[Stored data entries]
-- Opening Marker --

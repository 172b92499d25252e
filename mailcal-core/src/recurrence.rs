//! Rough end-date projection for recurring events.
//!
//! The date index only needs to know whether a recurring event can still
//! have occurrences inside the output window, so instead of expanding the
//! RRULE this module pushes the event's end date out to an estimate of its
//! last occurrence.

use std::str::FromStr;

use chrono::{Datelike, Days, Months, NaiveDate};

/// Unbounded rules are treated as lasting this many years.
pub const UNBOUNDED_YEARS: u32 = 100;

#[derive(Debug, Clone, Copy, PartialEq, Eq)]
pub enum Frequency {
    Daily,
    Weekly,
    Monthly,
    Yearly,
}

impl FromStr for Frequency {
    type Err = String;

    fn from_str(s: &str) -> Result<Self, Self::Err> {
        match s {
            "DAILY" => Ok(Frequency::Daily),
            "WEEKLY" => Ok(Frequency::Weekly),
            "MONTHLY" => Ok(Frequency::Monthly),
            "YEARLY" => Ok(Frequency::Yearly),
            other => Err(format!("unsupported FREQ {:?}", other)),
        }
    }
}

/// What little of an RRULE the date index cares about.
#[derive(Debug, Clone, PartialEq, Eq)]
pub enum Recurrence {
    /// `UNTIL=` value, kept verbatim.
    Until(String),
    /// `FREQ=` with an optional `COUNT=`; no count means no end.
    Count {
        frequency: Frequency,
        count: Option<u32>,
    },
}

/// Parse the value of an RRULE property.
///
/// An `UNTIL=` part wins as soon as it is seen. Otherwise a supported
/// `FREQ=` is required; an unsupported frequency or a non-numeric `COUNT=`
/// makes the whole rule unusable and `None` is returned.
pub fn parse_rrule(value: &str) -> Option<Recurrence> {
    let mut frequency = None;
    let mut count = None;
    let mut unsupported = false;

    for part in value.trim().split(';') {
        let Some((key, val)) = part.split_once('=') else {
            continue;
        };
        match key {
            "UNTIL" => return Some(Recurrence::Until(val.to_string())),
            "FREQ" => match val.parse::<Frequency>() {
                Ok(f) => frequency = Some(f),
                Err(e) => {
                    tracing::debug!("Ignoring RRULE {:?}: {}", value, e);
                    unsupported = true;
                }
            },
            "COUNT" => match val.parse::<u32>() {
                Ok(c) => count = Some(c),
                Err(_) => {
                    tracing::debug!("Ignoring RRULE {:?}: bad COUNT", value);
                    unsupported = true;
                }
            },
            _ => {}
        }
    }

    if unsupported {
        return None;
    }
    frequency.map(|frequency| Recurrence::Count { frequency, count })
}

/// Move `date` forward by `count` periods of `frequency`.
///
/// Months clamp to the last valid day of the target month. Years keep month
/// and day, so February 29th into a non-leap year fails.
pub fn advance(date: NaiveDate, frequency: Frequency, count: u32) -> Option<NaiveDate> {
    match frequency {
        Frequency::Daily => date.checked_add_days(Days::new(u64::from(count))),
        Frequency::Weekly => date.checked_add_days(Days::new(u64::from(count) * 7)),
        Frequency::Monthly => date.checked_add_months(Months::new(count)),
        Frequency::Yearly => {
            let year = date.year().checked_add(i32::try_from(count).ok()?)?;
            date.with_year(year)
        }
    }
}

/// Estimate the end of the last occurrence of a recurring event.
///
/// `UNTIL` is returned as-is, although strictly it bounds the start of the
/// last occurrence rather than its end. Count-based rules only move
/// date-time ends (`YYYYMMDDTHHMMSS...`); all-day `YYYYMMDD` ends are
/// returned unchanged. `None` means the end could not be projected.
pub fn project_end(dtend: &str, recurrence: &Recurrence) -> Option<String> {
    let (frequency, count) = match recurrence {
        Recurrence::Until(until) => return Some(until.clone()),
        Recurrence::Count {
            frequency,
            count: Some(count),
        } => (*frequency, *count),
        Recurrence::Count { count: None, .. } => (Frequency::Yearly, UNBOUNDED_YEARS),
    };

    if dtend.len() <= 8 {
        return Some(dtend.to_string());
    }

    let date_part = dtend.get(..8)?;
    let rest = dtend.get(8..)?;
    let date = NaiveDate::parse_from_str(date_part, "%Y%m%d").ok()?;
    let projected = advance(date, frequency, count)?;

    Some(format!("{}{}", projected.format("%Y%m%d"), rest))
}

-- Closing Marker --
-- Opening Marker --

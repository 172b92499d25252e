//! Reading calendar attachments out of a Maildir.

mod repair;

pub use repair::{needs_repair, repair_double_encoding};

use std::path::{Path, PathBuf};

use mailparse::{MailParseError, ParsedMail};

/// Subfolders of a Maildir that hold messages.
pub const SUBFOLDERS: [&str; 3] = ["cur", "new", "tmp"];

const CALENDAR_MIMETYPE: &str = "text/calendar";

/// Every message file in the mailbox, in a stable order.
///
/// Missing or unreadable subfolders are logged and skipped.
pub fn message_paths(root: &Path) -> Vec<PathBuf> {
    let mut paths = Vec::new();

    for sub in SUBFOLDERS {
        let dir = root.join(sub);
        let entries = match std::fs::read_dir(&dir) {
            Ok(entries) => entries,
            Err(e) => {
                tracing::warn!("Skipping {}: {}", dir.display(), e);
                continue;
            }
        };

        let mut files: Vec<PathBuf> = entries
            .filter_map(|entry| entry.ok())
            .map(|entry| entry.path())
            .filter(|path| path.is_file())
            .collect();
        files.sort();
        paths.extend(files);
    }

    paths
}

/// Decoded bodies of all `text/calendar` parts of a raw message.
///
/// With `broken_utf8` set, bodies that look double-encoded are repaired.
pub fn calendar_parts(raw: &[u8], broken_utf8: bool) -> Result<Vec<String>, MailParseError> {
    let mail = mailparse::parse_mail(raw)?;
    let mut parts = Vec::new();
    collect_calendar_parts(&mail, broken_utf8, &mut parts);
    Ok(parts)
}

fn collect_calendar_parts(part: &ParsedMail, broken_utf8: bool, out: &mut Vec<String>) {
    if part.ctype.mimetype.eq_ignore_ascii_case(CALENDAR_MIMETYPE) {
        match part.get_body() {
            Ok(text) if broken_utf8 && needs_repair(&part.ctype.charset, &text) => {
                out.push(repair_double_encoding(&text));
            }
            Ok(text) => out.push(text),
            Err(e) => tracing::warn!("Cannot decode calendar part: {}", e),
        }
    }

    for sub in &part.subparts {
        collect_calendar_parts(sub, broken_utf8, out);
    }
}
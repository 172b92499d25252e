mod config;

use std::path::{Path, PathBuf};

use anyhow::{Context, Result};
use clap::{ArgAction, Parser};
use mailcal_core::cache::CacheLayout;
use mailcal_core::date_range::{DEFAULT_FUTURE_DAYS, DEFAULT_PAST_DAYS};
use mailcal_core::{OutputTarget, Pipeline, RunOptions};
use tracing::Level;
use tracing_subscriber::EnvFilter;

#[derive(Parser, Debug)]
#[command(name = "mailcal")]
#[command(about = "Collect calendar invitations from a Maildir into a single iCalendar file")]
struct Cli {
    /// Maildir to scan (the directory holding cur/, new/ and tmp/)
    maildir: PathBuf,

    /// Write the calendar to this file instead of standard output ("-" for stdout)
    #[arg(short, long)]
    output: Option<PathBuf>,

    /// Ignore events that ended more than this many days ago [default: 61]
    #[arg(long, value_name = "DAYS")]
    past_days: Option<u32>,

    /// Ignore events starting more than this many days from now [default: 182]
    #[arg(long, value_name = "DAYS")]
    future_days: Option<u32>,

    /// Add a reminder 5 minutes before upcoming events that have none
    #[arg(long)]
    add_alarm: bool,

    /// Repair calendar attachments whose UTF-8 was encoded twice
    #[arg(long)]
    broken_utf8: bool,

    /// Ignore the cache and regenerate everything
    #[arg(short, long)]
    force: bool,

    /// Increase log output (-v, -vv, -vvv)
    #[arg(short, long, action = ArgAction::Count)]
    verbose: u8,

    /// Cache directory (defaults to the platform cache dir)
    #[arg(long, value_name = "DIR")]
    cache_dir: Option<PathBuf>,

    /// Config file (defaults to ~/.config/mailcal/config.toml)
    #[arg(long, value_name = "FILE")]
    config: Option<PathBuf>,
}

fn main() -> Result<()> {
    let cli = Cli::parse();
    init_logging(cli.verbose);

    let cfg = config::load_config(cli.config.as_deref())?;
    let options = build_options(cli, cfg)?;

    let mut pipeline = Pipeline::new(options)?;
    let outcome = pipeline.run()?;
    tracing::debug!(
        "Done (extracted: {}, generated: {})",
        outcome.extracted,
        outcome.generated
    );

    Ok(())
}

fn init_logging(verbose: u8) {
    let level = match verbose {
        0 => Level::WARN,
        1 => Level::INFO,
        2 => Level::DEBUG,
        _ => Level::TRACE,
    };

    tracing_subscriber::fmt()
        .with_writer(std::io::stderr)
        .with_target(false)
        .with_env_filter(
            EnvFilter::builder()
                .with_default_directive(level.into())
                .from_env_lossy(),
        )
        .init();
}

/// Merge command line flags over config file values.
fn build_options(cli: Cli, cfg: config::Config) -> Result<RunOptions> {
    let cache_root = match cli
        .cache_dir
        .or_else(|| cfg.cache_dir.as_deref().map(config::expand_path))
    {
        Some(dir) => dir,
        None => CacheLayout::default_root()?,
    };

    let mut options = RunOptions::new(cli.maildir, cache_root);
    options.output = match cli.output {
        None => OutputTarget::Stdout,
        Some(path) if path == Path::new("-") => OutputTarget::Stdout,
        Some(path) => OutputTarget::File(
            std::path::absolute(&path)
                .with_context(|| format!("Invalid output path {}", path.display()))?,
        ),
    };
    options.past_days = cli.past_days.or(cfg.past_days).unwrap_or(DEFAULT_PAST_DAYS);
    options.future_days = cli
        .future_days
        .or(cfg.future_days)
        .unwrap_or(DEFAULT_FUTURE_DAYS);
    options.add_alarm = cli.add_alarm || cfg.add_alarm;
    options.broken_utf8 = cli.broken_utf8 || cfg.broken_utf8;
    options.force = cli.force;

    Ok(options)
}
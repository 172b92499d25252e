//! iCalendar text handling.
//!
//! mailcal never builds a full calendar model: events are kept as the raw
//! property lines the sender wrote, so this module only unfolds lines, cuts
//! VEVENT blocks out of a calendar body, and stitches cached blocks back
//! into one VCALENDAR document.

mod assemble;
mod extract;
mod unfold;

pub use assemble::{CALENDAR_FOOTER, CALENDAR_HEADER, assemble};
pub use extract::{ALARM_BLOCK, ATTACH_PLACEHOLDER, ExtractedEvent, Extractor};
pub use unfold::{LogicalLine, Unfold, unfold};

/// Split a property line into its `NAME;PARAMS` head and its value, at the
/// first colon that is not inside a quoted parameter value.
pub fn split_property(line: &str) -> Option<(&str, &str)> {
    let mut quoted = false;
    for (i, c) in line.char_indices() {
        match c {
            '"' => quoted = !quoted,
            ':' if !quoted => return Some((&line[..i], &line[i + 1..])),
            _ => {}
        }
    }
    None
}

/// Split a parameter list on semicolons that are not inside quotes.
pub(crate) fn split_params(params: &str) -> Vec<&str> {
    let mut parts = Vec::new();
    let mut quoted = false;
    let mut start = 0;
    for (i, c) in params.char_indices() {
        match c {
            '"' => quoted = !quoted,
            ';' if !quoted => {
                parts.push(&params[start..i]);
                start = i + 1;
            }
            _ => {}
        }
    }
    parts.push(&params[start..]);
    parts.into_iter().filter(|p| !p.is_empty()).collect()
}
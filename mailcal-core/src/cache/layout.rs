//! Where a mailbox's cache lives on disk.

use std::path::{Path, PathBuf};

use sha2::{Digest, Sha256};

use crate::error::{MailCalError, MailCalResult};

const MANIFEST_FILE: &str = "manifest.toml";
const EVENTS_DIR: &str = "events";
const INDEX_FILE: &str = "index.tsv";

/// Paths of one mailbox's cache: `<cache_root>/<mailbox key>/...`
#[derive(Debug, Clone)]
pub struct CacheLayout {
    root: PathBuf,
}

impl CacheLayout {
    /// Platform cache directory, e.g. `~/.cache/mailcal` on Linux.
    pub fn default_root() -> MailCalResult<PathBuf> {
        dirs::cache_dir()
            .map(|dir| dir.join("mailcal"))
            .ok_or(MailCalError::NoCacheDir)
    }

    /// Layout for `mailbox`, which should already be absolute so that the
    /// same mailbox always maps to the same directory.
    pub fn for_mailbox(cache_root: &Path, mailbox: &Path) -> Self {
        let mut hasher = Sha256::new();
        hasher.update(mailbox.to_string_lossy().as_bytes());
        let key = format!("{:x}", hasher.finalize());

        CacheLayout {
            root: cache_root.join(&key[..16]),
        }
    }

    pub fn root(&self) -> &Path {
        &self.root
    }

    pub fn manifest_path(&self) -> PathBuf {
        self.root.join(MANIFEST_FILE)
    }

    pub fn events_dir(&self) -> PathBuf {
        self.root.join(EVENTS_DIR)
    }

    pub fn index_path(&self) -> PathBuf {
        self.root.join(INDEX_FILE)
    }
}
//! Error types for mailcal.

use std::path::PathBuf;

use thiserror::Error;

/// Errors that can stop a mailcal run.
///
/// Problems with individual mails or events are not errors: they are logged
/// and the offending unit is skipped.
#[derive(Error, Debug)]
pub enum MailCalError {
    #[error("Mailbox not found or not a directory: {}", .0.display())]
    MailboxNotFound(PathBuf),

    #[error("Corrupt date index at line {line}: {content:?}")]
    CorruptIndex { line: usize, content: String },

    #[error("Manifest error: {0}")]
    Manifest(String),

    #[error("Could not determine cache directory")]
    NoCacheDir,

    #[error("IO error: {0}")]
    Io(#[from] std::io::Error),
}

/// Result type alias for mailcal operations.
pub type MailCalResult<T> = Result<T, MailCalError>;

-- Closing Marker --

**Work instructions**.
Find "filename mailcal-core/src/cache/layout.rs" in the entries above and copy that whole line exactly, then each line after it through the line that contains "const MANIFEST_FILE: &str".

**Problem solution**.
filename mailcal-core/src/cache/layout.rs
//! Where a mailbox's cache lives on disk.

use std::path::{Path, PathBuf};

use sha2::{Digest, Sha256};

use crate::error::{MailCalError, MailCalResult};

const MANIFEST_FILE: &str = "manifest.toml";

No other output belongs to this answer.